YOUR GOAL:
Scan the records for the line containing "tarball's top-level directory". From there through the last line, write out each line exactly.

[Collected data]
++++++++++++++++++++

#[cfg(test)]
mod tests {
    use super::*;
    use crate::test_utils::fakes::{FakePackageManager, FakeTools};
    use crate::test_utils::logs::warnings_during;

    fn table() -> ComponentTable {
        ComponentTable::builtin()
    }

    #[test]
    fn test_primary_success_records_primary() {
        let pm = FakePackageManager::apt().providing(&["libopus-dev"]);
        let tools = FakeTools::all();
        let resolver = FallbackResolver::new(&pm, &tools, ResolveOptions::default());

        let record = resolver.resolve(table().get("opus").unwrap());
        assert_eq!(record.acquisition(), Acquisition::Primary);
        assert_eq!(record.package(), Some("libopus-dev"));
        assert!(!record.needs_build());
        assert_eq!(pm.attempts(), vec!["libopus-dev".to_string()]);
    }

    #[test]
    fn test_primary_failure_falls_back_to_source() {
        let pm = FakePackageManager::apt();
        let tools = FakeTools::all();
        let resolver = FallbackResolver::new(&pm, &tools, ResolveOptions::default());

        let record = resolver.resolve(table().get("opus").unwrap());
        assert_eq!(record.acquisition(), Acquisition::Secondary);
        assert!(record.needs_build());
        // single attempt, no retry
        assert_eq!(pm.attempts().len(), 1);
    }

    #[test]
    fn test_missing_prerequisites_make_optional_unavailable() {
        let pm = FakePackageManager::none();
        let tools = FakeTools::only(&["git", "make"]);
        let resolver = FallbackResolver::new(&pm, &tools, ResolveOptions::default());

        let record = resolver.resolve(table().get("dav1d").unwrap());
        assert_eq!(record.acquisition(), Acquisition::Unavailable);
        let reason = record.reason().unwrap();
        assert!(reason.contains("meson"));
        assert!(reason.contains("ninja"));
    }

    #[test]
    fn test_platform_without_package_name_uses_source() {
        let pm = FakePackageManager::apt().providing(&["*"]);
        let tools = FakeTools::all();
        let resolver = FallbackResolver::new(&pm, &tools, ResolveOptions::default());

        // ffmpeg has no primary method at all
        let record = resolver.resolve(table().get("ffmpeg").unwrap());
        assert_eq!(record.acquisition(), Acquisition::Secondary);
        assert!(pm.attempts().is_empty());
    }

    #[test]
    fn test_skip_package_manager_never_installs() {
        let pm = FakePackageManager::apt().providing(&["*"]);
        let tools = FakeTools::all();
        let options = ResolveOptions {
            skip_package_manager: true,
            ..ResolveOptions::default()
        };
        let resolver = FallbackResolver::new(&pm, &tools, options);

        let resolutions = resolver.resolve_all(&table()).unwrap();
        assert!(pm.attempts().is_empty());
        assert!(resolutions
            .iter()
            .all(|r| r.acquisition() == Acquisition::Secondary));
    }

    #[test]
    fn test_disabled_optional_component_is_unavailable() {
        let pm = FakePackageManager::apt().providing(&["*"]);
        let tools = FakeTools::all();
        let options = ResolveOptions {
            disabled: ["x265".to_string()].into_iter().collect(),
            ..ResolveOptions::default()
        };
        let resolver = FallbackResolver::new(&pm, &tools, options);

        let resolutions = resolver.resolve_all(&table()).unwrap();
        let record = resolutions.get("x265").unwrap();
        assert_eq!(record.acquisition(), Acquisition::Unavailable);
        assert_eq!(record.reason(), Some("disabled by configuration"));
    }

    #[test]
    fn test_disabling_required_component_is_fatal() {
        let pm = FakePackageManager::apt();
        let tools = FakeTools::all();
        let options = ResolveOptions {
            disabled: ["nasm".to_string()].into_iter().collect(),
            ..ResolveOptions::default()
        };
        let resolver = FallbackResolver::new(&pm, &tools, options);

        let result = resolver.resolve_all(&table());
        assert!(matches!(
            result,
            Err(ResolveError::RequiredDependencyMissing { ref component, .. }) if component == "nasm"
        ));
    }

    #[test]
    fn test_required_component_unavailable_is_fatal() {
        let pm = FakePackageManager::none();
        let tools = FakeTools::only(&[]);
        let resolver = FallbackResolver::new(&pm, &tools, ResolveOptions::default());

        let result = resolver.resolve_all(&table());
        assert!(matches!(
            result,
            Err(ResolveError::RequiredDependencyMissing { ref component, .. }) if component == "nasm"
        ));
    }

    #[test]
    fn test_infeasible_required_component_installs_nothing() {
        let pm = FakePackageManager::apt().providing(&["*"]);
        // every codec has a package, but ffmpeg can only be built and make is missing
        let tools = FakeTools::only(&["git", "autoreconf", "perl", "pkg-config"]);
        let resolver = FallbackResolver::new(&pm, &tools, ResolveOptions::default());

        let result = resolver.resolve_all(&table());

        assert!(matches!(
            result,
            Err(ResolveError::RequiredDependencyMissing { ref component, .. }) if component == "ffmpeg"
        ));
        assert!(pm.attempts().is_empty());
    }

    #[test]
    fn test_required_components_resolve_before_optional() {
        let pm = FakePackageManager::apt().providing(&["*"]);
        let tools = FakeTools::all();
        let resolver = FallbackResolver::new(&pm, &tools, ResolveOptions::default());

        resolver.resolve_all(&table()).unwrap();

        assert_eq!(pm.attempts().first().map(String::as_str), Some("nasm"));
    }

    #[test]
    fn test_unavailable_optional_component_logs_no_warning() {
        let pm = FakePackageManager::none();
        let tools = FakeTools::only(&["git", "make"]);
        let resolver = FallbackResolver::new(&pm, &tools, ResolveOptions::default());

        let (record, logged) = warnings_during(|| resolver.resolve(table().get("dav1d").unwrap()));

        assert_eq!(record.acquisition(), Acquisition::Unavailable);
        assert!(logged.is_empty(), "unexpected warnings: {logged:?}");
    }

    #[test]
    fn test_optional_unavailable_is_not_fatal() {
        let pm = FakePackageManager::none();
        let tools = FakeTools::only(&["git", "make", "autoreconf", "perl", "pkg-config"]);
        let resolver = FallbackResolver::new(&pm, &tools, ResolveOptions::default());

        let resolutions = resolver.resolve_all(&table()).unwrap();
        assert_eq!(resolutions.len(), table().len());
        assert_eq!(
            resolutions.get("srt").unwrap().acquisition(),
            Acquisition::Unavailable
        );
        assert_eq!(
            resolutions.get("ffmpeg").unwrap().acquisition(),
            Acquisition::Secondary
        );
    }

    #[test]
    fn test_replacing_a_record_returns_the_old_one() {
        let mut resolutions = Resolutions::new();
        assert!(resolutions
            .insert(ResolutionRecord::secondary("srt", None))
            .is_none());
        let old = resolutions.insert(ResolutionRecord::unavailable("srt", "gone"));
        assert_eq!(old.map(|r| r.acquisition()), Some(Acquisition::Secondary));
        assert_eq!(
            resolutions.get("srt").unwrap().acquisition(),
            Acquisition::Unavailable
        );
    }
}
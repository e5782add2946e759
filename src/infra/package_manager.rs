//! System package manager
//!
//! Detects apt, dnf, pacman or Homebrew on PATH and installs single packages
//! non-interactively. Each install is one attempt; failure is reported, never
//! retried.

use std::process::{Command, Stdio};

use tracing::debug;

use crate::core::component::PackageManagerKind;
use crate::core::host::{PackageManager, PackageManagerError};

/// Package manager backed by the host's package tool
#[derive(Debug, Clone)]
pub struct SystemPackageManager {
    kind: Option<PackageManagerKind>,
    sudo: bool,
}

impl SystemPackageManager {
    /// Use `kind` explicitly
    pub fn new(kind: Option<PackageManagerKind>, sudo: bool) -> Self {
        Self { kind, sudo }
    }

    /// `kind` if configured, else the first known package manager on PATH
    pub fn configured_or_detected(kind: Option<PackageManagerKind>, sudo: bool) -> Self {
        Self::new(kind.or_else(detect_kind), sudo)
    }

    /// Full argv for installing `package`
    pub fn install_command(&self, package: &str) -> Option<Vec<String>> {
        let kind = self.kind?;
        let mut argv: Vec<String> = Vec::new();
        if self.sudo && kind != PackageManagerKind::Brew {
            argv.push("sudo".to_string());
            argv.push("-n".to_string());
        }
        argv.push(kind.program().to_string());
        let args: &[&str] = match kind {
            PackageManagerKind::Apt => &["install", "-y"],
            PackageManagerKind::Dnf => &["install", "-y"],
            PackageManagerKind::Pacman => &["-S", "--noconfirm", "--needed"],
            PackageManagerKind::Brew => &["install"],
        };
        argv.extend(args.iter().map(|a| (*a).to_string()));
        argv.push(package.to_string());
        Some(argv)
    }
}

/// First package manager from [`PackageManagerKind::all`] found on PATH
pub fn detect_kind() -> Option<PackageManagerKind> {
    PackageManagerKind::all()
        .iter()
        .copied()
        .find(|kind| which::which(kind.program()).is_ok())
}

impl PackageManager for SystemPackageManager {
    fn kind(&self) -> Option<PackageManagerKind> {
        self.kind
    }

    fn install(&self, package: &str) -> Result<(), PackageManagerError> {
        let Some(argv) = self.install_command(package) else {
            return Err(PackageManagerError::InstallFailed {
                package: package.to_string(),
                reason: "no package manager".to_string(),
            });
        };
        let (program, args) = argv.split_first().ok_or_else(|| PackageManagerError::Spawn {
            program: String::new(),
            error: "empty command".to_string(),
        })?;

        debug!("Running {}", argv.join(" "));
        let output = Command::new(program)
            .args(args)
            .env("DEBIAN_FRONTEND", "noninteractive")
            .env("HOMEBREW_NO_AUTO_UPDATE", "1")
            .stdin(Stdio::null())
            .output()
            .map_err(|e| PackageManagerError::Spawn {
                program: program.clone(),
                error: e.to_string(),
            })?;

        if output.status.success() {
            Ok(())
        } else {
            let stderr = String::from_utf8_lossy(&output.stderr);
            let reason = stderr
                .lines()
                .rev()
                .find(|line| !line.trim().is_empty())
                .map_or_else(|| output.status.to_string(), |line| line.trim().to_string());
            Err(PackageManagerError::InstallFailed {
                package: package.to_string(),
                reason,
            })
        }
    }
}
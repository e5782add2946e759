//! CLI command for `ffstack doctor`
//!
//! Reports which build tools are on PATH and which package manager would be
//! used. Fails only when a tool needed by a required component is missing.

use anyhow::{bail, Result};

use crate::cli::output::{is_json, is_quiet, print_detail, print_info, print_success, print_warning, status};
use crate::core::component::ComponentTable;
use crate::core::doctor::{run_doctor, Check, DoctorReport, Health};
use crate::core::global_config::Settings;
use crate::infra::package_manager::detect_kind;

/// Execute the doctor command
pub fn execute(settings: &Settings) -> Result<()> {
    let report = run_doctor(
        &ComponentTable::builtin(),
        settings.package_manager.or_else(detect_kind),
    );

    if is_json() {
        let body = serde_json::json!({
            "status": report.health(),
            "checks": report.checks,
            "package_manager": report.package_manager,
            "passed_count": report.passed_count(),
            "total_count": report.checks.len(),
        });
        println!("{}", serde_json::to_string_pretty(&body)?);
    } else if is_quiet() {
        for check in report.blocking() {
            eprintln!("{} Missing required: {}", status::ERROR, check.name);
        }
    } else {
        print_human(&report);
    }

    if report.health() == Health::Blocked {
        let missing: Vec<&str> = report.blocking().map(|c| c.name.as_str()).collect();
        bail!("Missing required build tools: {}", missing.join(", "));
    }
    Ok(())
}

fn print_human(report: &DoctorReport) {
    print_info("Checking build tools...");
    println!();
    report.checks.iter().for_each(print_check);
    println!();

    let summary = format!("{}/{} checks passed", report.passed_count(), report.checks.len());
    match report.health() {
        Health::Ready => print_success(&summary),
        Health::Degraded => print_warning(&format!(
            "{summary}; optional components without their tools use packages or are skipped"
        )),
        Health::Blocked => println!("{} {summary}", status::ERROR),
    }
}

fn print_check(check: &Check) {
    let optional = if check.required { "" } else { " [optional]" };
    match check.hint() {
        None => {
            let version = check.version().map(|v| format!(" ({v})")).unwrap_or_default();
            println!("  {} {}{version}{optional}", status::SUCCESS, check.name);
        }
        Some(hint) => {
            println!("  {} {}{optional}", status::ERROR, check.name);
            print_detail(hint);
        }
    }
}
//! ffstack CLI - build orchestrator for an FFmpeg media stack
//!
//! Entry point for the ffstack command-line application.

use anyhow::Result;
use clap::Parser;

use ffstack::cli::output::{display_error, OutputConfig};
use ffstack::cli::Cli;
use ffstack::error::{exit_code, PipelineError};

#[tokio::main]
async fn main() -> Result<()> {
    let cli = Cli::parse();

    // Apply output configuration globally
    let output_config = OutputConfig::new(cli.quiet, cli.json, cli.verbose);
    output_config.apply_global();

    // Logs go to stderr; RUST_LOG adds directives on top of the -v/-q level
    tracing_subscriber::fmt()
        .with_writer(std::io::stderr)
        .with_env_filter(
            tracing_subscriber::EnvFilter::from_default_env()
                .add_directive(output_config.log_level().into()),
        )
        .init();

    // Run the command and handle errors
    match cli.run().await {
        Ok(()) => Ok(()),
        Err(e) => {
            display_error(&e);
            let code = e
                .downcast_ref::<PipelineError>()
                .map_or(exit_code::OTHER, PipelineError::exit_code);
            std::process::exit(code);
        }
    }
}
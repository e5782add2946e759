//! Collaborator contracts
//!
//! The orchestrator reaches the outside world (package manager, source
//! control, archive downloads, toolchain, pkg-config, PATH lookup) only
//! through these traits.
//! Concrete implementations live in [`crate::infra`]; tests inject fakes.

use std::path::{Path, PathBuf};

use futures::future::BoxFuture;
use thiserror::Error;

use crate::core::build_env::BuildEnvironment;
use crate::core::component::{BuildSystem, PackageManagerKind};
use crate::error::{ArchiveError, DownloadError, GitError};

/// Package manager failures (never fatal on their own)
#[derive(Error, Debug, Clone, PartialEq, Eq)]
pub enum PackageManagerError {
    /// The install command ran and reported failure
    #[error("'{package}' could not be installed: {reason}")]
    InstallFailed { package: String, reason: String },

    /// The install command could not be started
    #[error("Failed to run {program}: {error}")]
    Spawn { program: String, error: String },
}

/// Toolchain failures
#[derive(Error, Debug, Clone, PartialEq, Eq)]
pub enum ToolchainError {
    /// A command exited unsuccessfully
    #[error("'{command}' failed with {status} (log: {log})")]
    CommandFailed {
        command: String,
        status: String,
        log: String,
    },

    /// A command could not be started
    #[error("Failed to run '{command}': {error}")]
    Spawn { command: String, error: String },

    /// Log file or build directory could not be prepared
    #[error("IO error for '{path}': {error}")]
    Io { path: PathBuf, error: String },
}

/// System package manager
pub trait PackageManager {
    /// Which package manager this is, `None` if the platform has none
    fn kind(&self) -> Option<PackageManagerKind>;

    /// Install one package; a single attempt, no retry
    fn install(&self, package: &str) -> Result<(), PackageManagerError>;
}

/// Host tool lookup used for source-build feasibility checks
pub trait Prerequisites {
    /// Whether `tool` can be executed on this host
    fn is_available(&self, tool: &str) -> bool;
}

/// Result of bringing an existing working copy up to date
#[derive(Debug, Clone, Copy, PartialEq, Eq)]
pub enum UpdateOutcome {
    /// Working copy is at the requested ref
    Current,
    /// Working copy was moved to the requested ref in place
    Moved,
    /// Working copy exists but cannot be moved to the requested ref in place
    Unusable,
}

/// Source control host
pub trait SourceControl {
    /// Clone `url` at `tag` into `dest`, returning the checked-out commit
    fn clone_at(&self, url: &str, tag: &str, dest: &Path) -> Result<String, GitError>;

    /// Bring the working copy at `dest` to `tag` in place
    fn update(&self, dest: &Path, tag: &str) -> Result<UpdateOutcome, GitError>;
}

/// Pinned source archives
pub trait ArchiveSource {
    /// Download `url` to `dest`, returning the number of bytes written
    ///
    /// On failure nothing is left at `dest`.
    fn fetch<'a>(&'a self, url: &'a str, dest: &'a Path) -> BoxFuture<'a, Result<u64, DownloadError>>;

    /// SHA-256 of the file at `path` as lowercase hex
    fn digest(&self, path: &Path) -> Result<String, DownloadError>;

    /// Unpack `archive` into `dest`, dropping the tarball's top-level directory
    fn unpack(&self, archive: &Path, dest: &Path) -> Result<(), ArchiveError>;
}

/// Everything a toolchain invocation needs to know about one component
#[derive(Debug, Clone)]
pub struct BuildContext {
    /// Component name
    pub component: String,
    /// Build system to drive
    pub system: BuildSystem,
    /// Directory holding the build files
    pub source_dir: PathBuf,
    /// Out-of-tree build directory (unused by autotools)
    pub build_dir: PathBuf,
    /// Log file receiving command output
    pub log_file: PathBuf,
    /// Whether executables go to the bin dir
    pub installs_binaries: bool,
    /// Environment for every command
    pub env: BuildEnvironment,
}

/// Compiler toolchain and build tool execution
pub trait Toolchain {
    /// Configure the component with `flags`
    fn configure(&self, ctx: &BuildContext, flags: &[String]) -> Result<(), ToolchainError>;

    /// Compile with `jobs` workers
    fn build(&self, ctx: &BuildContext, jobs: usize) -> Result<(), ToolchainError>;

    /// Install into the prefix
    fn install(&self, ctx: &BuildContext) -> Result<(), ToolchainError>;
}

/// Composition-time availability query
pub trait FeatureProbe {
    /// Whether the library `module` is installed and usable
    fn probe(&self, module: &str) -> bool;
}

++++++++++++++++++++

COMPLETED TASK:
    /// Unpack `archive` into `dest`, dropping the tarball's top-level directory
    fn unpack(&self, archive: &Path, dest: &Path) -> Result<(), ArchiveError>;
}

/// Everything a toolchain invocation needs to know about one component
#[derive(Debug, Clone)]
pub struct BuildContext {
    /// Component name
    pub component: String,
    /// Build system to drive
    pub system: BuildSystem,
    /// Directory holding the build files
    pub source_dir: PathBuf,
    /// Out-of-tree build directory (unused by autotools)
    pub build_dir: PathBuf,
    /// Log file receiving command output
    pub log_file: PathBuf,
    /// Whether executables go to the bin dir
    pub installs_binaries: bool,
    /// Environment for every command
    pub env: BuildEnvironment,
}

/// Compiler toolchain and build tool execution
pub trait Toolchain {
    /// Configure the component with `flags`
    fn configure(&self, ctx: &BuildContext, flags: &[String]) -> Result<(), ToolchainError>;

    /// Compile with `jobs` workers
    fn build(&self, ctx: &BuildContext, jobs: usize) -> Result<(), ToolchainError>;

    /// Install into the prefix
    fn install(&self, ctx: &BuildContext) -> Result<(), ToolchainError>;
}

/// Composition-time availability query
pub trait FeatureProbe {
    /// Whether the library `module` is installed and usable
    fn probe(&self, module: &str) -> bool;
}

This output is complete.